The Monetary Authority of Singapore (MAS) has taken the significant step of barring DBS Bank from pursuing new business ventures for a period of six months. This move follows several instances of DBS’ digital banking services experiencing downtime, with a notable disruption occurring on October 14.
- Ban Details: While under the ban, DBS is restricted from making non-essential modifications to its IT systems. The only exceptions allowed are changes related to enhancing security measures. DBS is also prohibited from downsizing its branch and ATM networks within Singapore, according to a statement issued by MAS.
- Word of Advice: Ho Hern Shin, MAS’ Deputy Managing Director for Financial Supervision, emphasized that DBS needs to implement instant measures to assure service reliability while simultaneously investing in long-term initiatives to strengthen operational resilience.

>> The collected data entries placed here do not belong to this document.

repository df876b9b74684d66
pub mod controllers;
pub mod domain;
pub mod error;
pub mod infrastructure;
//! Turns an input argument (a document path or an http(s) URL) into the plain
//! text handed to the narration pipeline.

mod document;
mod web;

pub use document::read_document;
pub use web::fetch_url;

use html2text::from_read;
use regex::Regex;
use reqwest::Url;
use std::path::{Path, PathBuf};
use std::sync::OnceLock;

#[derive(Debug, thiserror::Error)]
pub enum ExtractError {
    #[error("unsupported input format: {0}")]
    UnsupportedFormat(String),
    #[error("failed to read {}: {source}", .path.display())]
    Io {
        path: PathBuf,
        #[source]
        source: std::io::Error,
    },
    #[error("failed to fetch {url}: {message}")]
    Fetch { url: String, message: String },
    #[error("{tool} failed: {message}")]
    Tool { tool: String, message: String },
    #[error("malformed document {}: {message}", .path.display())]
    Document { path: PathBuf, message: String },
}

/// Where the text comes from
#[derive(Debug, Clone, PartialEq, Eq)]
pub enum InputSource {
    File(PathBuf),
    Url(Url),
}

impl InputSource {
    pub fn parse(input: &str) -> Result<Self, ExtractError> {
        let lower = input.to_ascii_lowercase();
        if lower.starts_with("http://") || lower.starts_with("https://") {
            let url = Url::parse(input).map_err(|e| ExtractError::Fetch {
                url: input.to_string(),
                message: e.to_string(),
            })?;
            return Ok(InputSource::Url(url));
        }
        Ok(InputSource::File(PathBuf::from(input)))
    }

    /// Output path used when none is given: the input path with the audio
    /// extension for files, `<last path segment or host>.<ext>` in the
    /// current directory for URLs.
    pub fn default_output(&self, extension: &str) -> PathBuf {
        match self {
            InputSource::File(path) => path.with_extension(extension),
            InputSource::Url(url) => {
                let segment = url
                    .path_segments()
                    .and_then(|segments| segments.filter(|s| !s.is_empty()).last())
                    .and_then(|s| Path::new(s).file_stem().map(|stem| stem.to_string_lossy().into_owned()));
                let name = segment
                    .or_else(|| url.host_str().map(str::to_string))
                    .unwrap_or_else(|| "narration".to_string());
                PathBuf::from(format!("{}.{}", sanitize_file_name(&name), extension))
            }
        }
    }

    pub fn display_name(&self) -> String {
        match self {
            InputSource::File(path) => path.display().to_string(),
            InputSource::Url(url) => url.to_string(),
        }
    }
}

/// Read or download the text behind `source`
pub async fn extract(source: &InputSource) -> Result<String, ExtractError> {
    let text = match source {
        InputSource::File(path) => read_document(path).await?,
        InputSource::Url(url) => fetch_url(url).await?,
    };
    tracing::info!(
        source = %source.display_name(),
        text_length = text.len(),
        "Text extracted"
    );
    Ok(text)
}

/// Convert HTML to plain text, drop URLs and collapse whitespace
pub fn clean_text(html: &str) -> String {
    static URL_PATTERN: OnceLock<Regex> = OnceLock::new();
    static WHITESPACE_PATTERN: OnceLock<Regex> = OnceLock::new();

    let plain_text = from_read(html.as_bytes(), usize::MAX);

    let url_pattern = URL_PATTERN.get_or_init(|| Regex::new(r"https?://[^\s]+").expect("valid regex"));
    let without_urls = url_pattern.replace_all(&plain_text, "");

    let whitespace_pattern = WHITESPACE_PATTERN.get_or_init(|| Regex::new(r"\s+").expect("valid regex"));
    let normalized = whitespace_pattern.replace_all(&without_urls, " ");

    normalized.trim().to_string()
}

fn sanitize_file_name(name: &str) -> String {
    let cleaned: String = name
        .chars()
        .map(|c| if c.is_alphanumeric() || matches!(c, '-' | '_' | '.') { c } else { '_' })
        .collect();
    let cleaned = cleaned.trim_matches('.').to_string();
    if cleaned.is_empty() {
        "narration".to_string()
    } else {
        cleaned
    }
}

- Past Penalties: Since 2022, DBS has been penalized with fines amounting to $1.2B by the regulator due to disruptions in digital banking. However, MAS expressed satisfaction with DBS’ remedial plan and mentioned that senior management would be held accountable for the lapses.
- Impact of Ban: The MAS directive might impact DBS’ partnerships with industry leaders like the Chinese fintech giant Ant Group and JP Morgan, as per insider sources reported by The Wall Street Journal.
After the six-month period, MAS will assess the progress made by DBS in its improvement efforts. While the regulator might decide to extend the ban or introduce further measures, DBS is required to apply a 1.8x multiplier to its risk-weighted assets for operational risk. This measure was introduced following incidents in March and May 2023.